LONDON — Tesco, Britain’s biggest retailer, said it was seeing early indications of changing customer behavior due to surging inflationary pressures that had made the market environment “incredibly challenging.”
Chief Executive Ken Murphy vowed to work with suppliers to mitigate the impact of inflation as much as possible and support customers who are facing the most difficult economic conditions in decades.
Tesco, which has a share of more than 27% of Britain’s grocery market, and its nearest rival Sainsbury’s have previously warned of a hit to profits this year as they plow investment into keeping prices down to deter customers from going to cheaper discount groups.
Murphy said the signs of pressure were building.
“Although difficult to separate from the significant impact of lapping last year’s (COVID) lockdowns, we are seeing some early indications of changing customer behavior as a result of the inflationary environment,” he said.
Reporting first-quarter results, Tesco maintained its full-year profit guidance despite reporting a 1.5% drop in underlying sales, broadly in line with analysts’ forecasts. They had fallen 1.2% in the previous quarter.

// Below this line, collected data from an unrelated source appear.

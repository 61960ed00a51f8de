//! Deep clone with variant-, order-, and type-preserving equality.

use crate::node::ASTNode;
use crate::visitor::Visitor;

/// Produces a deep clone of an AST. The default `Visitor` traversal already
/// rebuilds every node from its visited children while leaving every other
/// field (including `ty` and, for `Literal`, `literal_type`) untouched, so
/// `CopyVisitor` needs no overrides at all -- it *is* the default traversal.
#[derive(Default)]
pub struct CopyVisitor;

impl Visitor for CopyVisitor {}

impl CopyVisitor {
    pub fn copy(node: &ASTNode) -> ASTNode {
        let mut visitor = CopyVisitor;
        visitor.visit(node.clone())
    }
}

#[cfg(test)]
mod tests {
    use super::*;
    use crate::node::{BinaryNode, BlockNode, LiteralNode, LiteralType};
    use crate::stringify::ast_to_json;
    use crate::types::{Operator, PrimitiveKind, Type, Value};

    fn sample() -> ASTNode {
        ASTNode::Block(Box::new(BlockNode {
            statements: vec![ASTNode::Binary(Box::new(BinaryNode {
                op: Operator::Add,
                lhs: ASTNode::Literal(Box::new(LiteralNode {
                    value: Value::I64(1),
                    literal_type: LiteralType::Int32,
                    ty: Type::Primitive(PrimitiveKind::Int32),
                })),
                rhs: ASTNode::Literal(Box::new(LiteralNode {
                    value: Value::I64(2),
                    literal_type: LiteralType::Int32,
                    ty: Type::Primitive(PrimitiveKind::Int32),
                })),
                ty: Type::Primitive(PrimitiveKind::Int32),
            }))],
            ty: Type::unknown(),
        }))
    }

    #[test]
    fn stringify_round_trip() {
        let original = sample();
        let cloned = CopyVisitor::copy(&original);
        assert_eq!(ast_to_json(&original, false), ast_to_json(&cloned, false));
    }

    proptest::proptest! {
        #[test]
        fn stringify_of_copy_matches_stringify_of_original(node in crate::arb::ast_tree(4)) {
            let cloned = CopyVisitor::copy(&node);
            proptest::prop_assert_eq!(ast_to_json(&node, false), ast_to_json(&cloned, false));
        }
    }
}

Pessimism weighing on Britain’s households has hit unprecedented levels, as wages struggle to keep pace with inflation that reached 9% in April and is heading for double digits. Food inflation is predicted to hit 15% this summer.
The Bank of England stuck to its gradual increases in interest rates on Thursday but said it was ready to act “forcefully” if needed to stamp out dangers posed by inflation it now sees topping 11%.
A raft of industry data shows that consumers are cutting spending by canceling music and TV subscriptions, removing more expensive meat and fish from the shopping list and making fewer car journeys in response to the rising cost of petrol.
Tesco’s shares have fallen 14% so far this year but most analysts consider it best placed amongst Britain’s major supermarket groups to navigate the downturn due to its buying power.
Monthly industry data has shown Tesco consistently outperforming its three biggest rivals, Sainsbury’s, Asda and Morrisons, on a sales value basis, and winning market share.
It maintained its profit guidance for the full year – retail adjusted operating profit of between 2.4 billion pounds and 2.6 billion pounds ($2.95-$3.20 billion), down from 2.65 billion pounds made in 2021-22.